The problem:
Please show every line in the entries below that includes the word "RbTree".

(Stored data entries)
※ ※ ※

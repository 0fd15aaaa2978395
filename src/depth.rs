#[allow(unused_imports)]
use crate::RbTree;

/// Depth calculates minimum, maximum, average and percentile of leaf-node
/// depths in the [`RbTree`] tree. Sampled by [`RbTree::validate`].
#[derive(Clone, Debug, Default)]
pub struct Depth {
    samples: usize,
    min: usize,
    max: usize,
    total: usize,
    depths: Vec<u64>, // histogram, indexed by depth
}

impl Depth {
    pub(crate) fn new() -> Depth {
        Default::default()
    }

    pub(crate) fn sample(&mut self, depth: usize) {
        if self.samples == 0 || depth < self.min {
            self.min = depth
        }
        if depth > self.max {
            self.max = depth
        }
        self.samples += 1;
        self.total += depth;
        if depth >= self.depths.len() {
            self.depths.resize(depth + 1, 0);
        }
        self.depths[depth] += 1;
    }

    /// Return number of leaf-nodes sampled in [`RbTree`] instance.
    pub fn samples(&self) -> usize {
        self.samples
    }

    /// Return minimum depth of leaf-node in [`RbTree`] instance.
    pub fn min(&self) -> usize {
        self.min
    }

    /// Return maximum depth of leaf-node in [`RbTree`] instance.
    pub fn max(&self) -> usize {
        self.max
    }

    /// Return the average depth of leaf-nodes in [`RbTree`] instance.
    pub fn mean(&self) -> usize {
        if self.samples == 0 {
            0
        } else {
            self.total / self.samples
        }
    }

    /// Return depth as tuple of percentiles, each tuple provides
    /// (percentile, depth). Returned percentiles from 90, 91 .. 100
    pub fn percentiles(&self) -> Vec<(u8, usize)> {
        let mut percentiles: Vec<(u8, usize)> = vec![];
        let (mut acc, mut prev_perc) = (0_u64, 90_u8);
        let iter = self.depths.iter().enumerate().filter(|(_, &n)| n > 0);
        for (depth, samples) in iter {
            acc += *samples;
            let perc = ((acc as f64 / self.samples as f64) * 100_f64) as u8;
            if perc >= prev_perc {
                percentiles.push((perc, depth));
                prev_perc = perc;
            }
        }
        percentiles
    }
}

※ ※ ※

Response to the exercise:
use crate::RbTree;
/// depths in the [`RbTree`] tree. Sampled by [`RbTree::validate`].
    /// Return number of leaf-nodes sampled in [`RbTree`] instance.
    /// Return minimum depth of leaf-node in [`RbTree`] instance.
    /// Return maximum depth of leaf-node in [`RbTree`] instance.
    /// Return the average depth of leaf-nodes in [`RbTree`] instance.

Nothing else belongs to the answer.